Will jobs come back? How will we travel again? What will recovery look
like? Much is still a question mark. In fact, we are living in the most
“unmeasurable of times,” writes the IMF’s Geoffrey Okamoto, making it hard
to quantify high uncertainty and risk.
What we do know is that the age of COVID-19 has painfully exposed and
widened existing economic and social divisions and created new ones. It has
accentuated disparities among workers, especially the young, female, and
least educated. It has made more acute frailties in public health systems,
the precariousness of work, and the digital divide. It has challenged
governments, which now face higher spending needs and ballooning debts. And
it has brought to light the simmering issue of racial injustice.
Yet this crisis and the fault lines it is exposing are inspiring calls for
a rethinking of our priorities and reconsidering the very structure of the
world economy toward a future that is more equitable, adaptable, and
sustainable—more resilient. This issue of F&D gives voice to diverse
contributors on what needs to be done.
“The networked problems of our time are amenable to networked solutions,”

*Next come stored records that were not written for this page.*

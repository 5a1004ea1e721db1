//! Taxonomy configuration overrides.
//!
//! A configuration document is a JSON object with one optional member per
//! keyword category plus an optional place table:
//!
//! ```json
//! {
//!   "color": {"blue and white": ["blue", "qinghua"]},
//!   "production": {"delft": ["delft", "delfts"]},
//!   "place_normalization": {"belgium": ["belgium", "belgique"]}
//! }
//! ```
//!
//! Every present member replaces its category wholesale; absent members keep
//! the built-in vocabulary.
//!
//! # Example
//!
//! ```
//! use sherd_core::config::TaxonomyConfig;
//! use sherd_core::taxonomy::{Category, KeywordTaxonomy};
//!
//! let config = TaxonomyConfig::from_json_str(r#"{"shape": {"vase": ["vase", "gu"]}}"#).unwrap();
//! let taxonomy = KeywordTaxonomy::with_config(&config).unwrap();
//! assert_eq!(taxonomy.keys(Category::Shape), vec!["vase"]);
//! ```

use std::env;
use std::path::{Path, PathBuf};

use serde::{Deserialize, Serialize};
use tracing::{debug, info};

use crate::defaults::TAXONOMY_PATH_ENV;
use crate::error::Result;
use crate::taxonomy::{Category, KeywordSet};

/// Per-category vocabulary overrides.
#[derive(Debug, Clone, Default, PartialEq, Serialize, Deserialize)]
#[serde(deny_unknown_fields)]
pub struct TaxonomyConfig {
    #[serde(default, skip_serializing_if = "Option::is_none")]
    pub color: Option<KeywordSet>,
    #[serde(default, skip_serializing_if = "Option::is_none")]
    pub decoration_themes: Option<KeywordSet>,
    #[serde(default, skip_serializing_if = "Option::is_none")]
    pub shape: Option<KeywordSet>,
    #[serde(default, skip_serializing_if = "Option::is_none")]
    pub function: Option<KeywordSet>,
    #[serde(default, skip_serializing_if = "Option::is_none")]
    pub material: Option<KeywordSet>,
    #[serde(default, skip_serializing_if = "Option::is_none")]
    pub glaze: Option<KeywordSet>,
    #[serde(default, skip_serializing_if = "Option::is_none")]
    pub production: Option<KeywordSet>,
    #[serde(default, skip_serializing_if = "Option::is_none")]
    pub period: Option<KeywordSet>,
    #[serde(default, skip_serializing_if = "Option::is_none")]
    pub place_normalization: Option<KeywordSet>,
}

impl TaxonomyConfig {
    /// Parse a configuration document.
    pub fn from_json_str(json: &str) -> Result<Self> {
        Ok(serde_json::from_str(json)?)
    }

    /// Read and parse a configuration file.
    pub fn from_file(path: &Path) -> Result<Self> {
        let content = std::fs::read_to_string(path)?;
        let config = Self::from_json_str(&content)?;
        info!(
            subsystem = "taxonomy",
            component = "config",
            op = "load",
            path = %path.display(),
            "Loaded taxonomy configuration"
        );
        Ok(config)
    }

    /// Load the file named by `SHERD_TAXONOMY_PATH`, if the variable is set.
    pub fn from_env() -> Result<Option<Self>> {
        match Self::env_path() {
            Some(path) => Self::from_file(&path).map(Some),
            None => {
                debug!(
                    subsystem = "taxonomy",
                    component = "config",
                    "{} not set, using built-in vocabulary",
                    TAXONOMY_PATH_ENV
                );
                Ok(None)
            }
        }
    }

    fn env_path() -> Option<PathBuf> {
        env::var(TAXONOMY_PATH_ENV)
            .ok()
            .filter(|p| !p.trim().is_empty())
            .map(PathBuf::from)
    }

    /// Serialize as pretty JSON.
    pub fn to_json_string(&self) -> Result<String> {
        Ok(serde_json::to_string_pretty(self)?)
    }

    /// Override for one category, if present.
    pub fn category(&self, category: Category) -> Option<&KeywordSet> {
        match category {
            Category::Color => self.color.as_ref(),
            Category::DecorationTheme => self.decoration_themes.as_ref(),
            Category::Shape => self.shape.as_ref(),
            Category::Function => self.function.as_ref(),
            Category::Material => self.material.as_ref(),
            Category::Glaze => self.glaze.as_ref(),
            Category::ProductionPlace => self.production.as_ref(),
            Category::Period => self.period.as_ref(),
        }
    }

    /// Set the override for one category.
    pub fn set_category(&mut self, category: Category, set: KeywordSet) {
        let slot = match category {
            Category::Color => &mut self.color,
            Category::DecorationTheme => &mut self.decoration_themes,
            Category::Shape => &mut self.shape,
            Category::Function => &mut self.function,
            Category::Material => &mut self.material,
            Category::Glaze => &mut self.glaze,
            Category::ProductionPlace => &mut self.production,
            Category::Period => &mut self.period,
        };
        *slot = Some(set);
    }

    /// True when no override is present.
    pub fn is_empty(&self) -> bool {
        Category::ALL.iter().all(|c| self.category(*c).is_none())
            && self.place_normalization.is_none()
    }
}

#[cfg(test)]
mod tests {
    use super::*;

    #[test]
    fn test_empty_document() {
        let config = TaxonomyConfig::from_json_str("{}").unwrap();
        assert!(config.is_empty());
    }

    #[test]
    fn test_unknown_member_is_rejected() {
        let err = TaxonomyConfig::from_json_str(r#"{"texture": {}}"#).unwrap_err();
        assert!(err.to_string().starts_with("Serialization error"));
    }

    #[test]
    fn test_malformed_keyword_list_is_rejected() {
        assert!(TaxonomyConfig::from_json_str(r#"{"color": {"red": "red"}}"#).is_err());
    }

    #[test]
    fn test_category_accessors() {
        let mut config = TaxonomyConfig::default();
        config.set_category(
            Category::ProductionPlace,
            KeywordSet::from_pairs(&[("faenza", &["faenza"])]),
        );
        assert!(config.category(Category::ProductionPlace).is_some());
        assert!(config.category(Category::Color).is_none());
        assert!(!config.is_empty());

        let json = config.to_json_string().unwrap();
        assert!(json.contains("\"production\""));
        assert_eq!(TaxonomyConfig::from_json_str(&json).unwrap(), config);
    }
}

writes Ian Goldin, making the case for international cooperation not only
among governments but also in civil society and business. Joseph Stiglitz
argues for rewriting the rules of the economy to protect workers and the
environment, calling for greater global and national solidarity. Carmen
Reinhart, Kenneth Rogoff, and others consider ways to handle a coming wave
of debt restructuring for the poorest countries. Kevin Watkins urges debt
relief for the poorest countries, including by converting debt liabilities
into investments that protect children. Other contributors focus on the
role of new technologies, climate, and public health, including vaccine
development. Finally, the IMF’s Ratna Sahay and coauthors grapple with race and racism in
the economics profession.
The post-pandemic world will likely be transformed in important ways. If
the crisis prompts a radical reset of our economic and social life with
policies that invest in people and reflect a shared sense of our fate as
human beings, so much the better. The world will emerge resilient from this
dark chapter. In the words of songwriter Leonard Cohen, “There’s a crack in
everything, that’s how the light gets in.”